3. She once said: “I would sooner play in a good British picture than in the majority of American pictures I have seen.” Ironically, it was an American picture–the 1955 comedy classic The Court Jester–that provided her with one of her most fondly-remembered roles.
5. Glynis Johns and Angela Lansbury share two other connections. Lansbury was also Tony-nominated for A Little Night Music. She appeared in a 2009 Broadway revival, playing the mother of Johns’ character. Johns and Lansbury also appeared in Disney musicals about magical child caregivers. Glynis Johns portrayed Mrs. Banks opposite Julie Andrews in Mary Poppins (1964), while Angela Lansbury starred as an apprentice witch in Bedknobs and Broomsticks (1971).
6. Johns played villain Lady Penelope Peasoup on the Batman TV series. She teamed up with Rudy Vallee, who portrayed Lord Marmaduke Ffogg.
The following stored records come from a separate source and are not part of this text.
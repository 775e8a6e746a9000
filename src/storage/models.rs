use chrono::{DateTime, Utc};
use serde::{Deserialize, Serialize};

/// 短码到目标地址的持久映射
///
/// 短码一经分配不可变更，也不会被物理删除；禁用是软删除。
#[derive(Debug, Clone, PartialEq, Eq, Serialize, Deserialize)]
pub struct LinkMapping {
    pub code: String,
    pub target: String,
    pub created_at: DateTime<Utc>,
    pub updated_at: DateTime<Utc>,
    pub expires_at: Option<DateTime<Utc>>,
    pub owner: Option<String>,
    #[serde(default)]
    pub disabled: bool,
    #[serde(default)]
    pub hit_count: u64,
}

/// 链接在某一时刻的状态
#[derive(Debug, Clone, Copy, PartialEq, Eq, Serialize, Deserialize)]
#[serde(rename_all = "lowercase")]
pub enum LinkState {
    Active,
    Expired,
    Disabled,
}

impl LinkMapping {
    pub fn new(code: impl Into<String>, target: impl Into<String>) -> Self {
        let now = Utc::now();
        Self {
            code: code.into(),
            target: target.into(),
            created_at: now,
            updated_at: now,
            expires_at: None,
            owner: None,
            disabled: false,
            hit_count: 0,
        }
    }

    pub fn is_expired(&self, now: DateTime<Utc>) -> bool {
        self.expires_at.is_some_and(|at| at <= now)
    }

    /// 禁用优先于过期
    pub fn state(&self, now: DateTime<Utc>) -> LinkState {
        if self.disabled {
            LinkState::Disabled
        } else if self.is_expired(now) {
            LinkState::Expired
        } else {
            LinkState::Active
        }
    }
}

/// 对已有链接的部分更新
///
/// `expires_at` 为 `Some(None)` 时清除过期时间。
#[derive(Debug, Clone, Default)]
pub struct LinkPatch {
    pub target: Option<String>,
    pub expires_at: Option<Option<DateTime<Utc>>>,
}

impl LinkPatch {
    pub fn is_empty(&self) -> bool {
        self.target.is_none() && self.expires_at.is_none()
    }
}

/// 分页结果
#[derive(Debug, Clone, Serialize)]
pub struct LinkPage {
    pub items: Vec<LinkMapping>,
    pub total: u64,
    pub page: u64,
    pub page_size: u64,
}
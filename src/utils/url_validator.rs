//! URL 验证模块
//!
//! 目标地址只允许 http(s)，危险协议直接拒绝

use url::Url;

/// 目标地址最大长度
pub const MAX_URL_LENGTH: usize = 2048;

/// URL 验证错误
#[derive(Debug, PartialEq, Eq)]
pub enum UrlValidationError {
    EmptyUrl,
    TooLong(usize),
    InvalidProtocol(String),
    DangerousProtocol(String),
    InvalidFormat(String),
    MissingHost,
}

impl std::fmt::Display for UrlValidationError {
    fn fmt(&self, f: &mut std::fmt::Formatter<'_>) -> std::fmt::Result {
        match self {
            Self::EmptyUrl => write!(f, "URL cannot be empty"),
            Self::TooLong(len) => write!(
                f,
                "URL is too long: {} characters (max {})",
                len, MAX_URL_LENGTH
            ),
            Self::InvalidProtocol(proto) => write!(
                f,
                "Invalid protocol: {}. Only http:// and https:// are allowed",
                proto
            ),
            Self::DangerousProtocol(proto) => {
                write!(f, "Dangerous protocol blocked: {}", proto)
            }
            Self::InvalidFormat(msg) => write!(f, "Invalid URL format: {}", msg),
            Self::MissingHost => write!(f, "URL must contain a host"),
        }
    }
}

impl std::error::Error for UrlValidationError {}

/// 危险协议列表
const DANGEROUS_PROTOCOLS: &[&str] = &[
    "javascript:",
    "data:",
    "file:",
    "vbscript:",
    "about:",
    "blob:",
];

/// 验证目标地址，返回去除首尾空白后的 URL
pub fn validate_url(url: &str) -> Result<&str, UrlValidationError> {
    let url = url.trim();

    if url.is_empty() {
        return Err(UrlValidationError::EmptyUrl);
    }
    if url.len() > MAX_URL_LENGTH {
        return Err(UrlValidationError::TooLong(url.len()));
    }

    let url_lower = url.to_lowercase();

    if let Some(proto) = DANGEROUS_PROTOCOLS
        .iter()
        .find(|proto| url_lower.starts_with(*proto))
    {
        return Err(UrlValidationError::DangerousProtocol(proto.to_string()));
    }

    if !url_lower.starts_with("http://") && !url_lower.starts_with("https://") {
        let proto = url_lower
            .split(':')
            .next()
            .map(|s| format!("{}:", s))
            .unwrap_or_default();
        return Err(UrlValidationError::InvalidProtocol(proto));
    }

    let parsed = Url::parse(url).map_err(|e| UrlValidationError::InvalidFormat(e.to_string()))?;
    if parsed.host_str().is_none_or(str::is_empty) {
        return Err(UrlValidationError::MissingHost);
    }

    Ok(url)
}

#[cfg(test)]
mod tests {
    use super::*;

    #[test]
    fn test_valid_urls() {
        assert!(validate_url("http://example.com").is_ok());
        assert!(validate_url("https://example.com/path?query=1").is_ok());
        assert!(validate_url("http://localhost:8080").is_ok());
        assert_eq!(
            validate_url("  https://example.com  "),
            Ok("https://example.com")
        );
    }

    #[test]
    fn test_dangerous_protocols() {
        for url in [
            "javascript:alert(1)",
            "JAVASCRIPT:alert(1)",
            "data:text/html,<script>alert(1)</script>",
            "file:///etc/passwd",
            "vbscript:msgbox(1)",
        ] {
            assert!(
                matches!(validate_url(url), Err(UrlValidationError::DangerousProtocol(_))),
                "{} should be blocked",
                url
            );
        }
    }

    #[test]
    fn test_invalid_protocols() {
        assert!(matches!(
            validate_url("ftp://example.com"),
            Err(UrlValidationError::InvalidProtocol(_))
        ));
        assert!(matches!(
            validate_url("mailto:test@example.com"),
            Err(UrlValidationError::InvalidProtocol(_))
        ));
    }

    #[test]
    fn test_empty_and_too_long() {
        assert_eq!(validate_url("   "), Err(UrlValidationError::EmptyUrl));
        let long = format!("https://example.com/{}", "a".repeat(MAX_URL_LENGTH));
        assert!(matches!(
            validate_url(&long),
            Err(UrlValidationError::TooLong(_))
        ));
    }

    #[test]
    fn test_malformed() {
        assert!(validate_url("http://").is_err());
        assert!(validate_url("https://exa mple.com").is_err());
    }
}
7. She played a flirtatious mermaid curious about humans in Miranda (1948) and its belated 1954 sequel Mad About Men. The first film was one of the biggest British boxoffice hits of the year. In the second film, Glynis Johns played double roles: Caroline, a school teacher who takes a vacation in Cornwall, and Miranda, a mermaid and distant relative to Caroline
Rick29 is a film reference book author and a regular contributor at the Classic Film & TV Café , and can also be found on Facebook and Twitter. He’s a big fan of MovieFanFare, too, of course!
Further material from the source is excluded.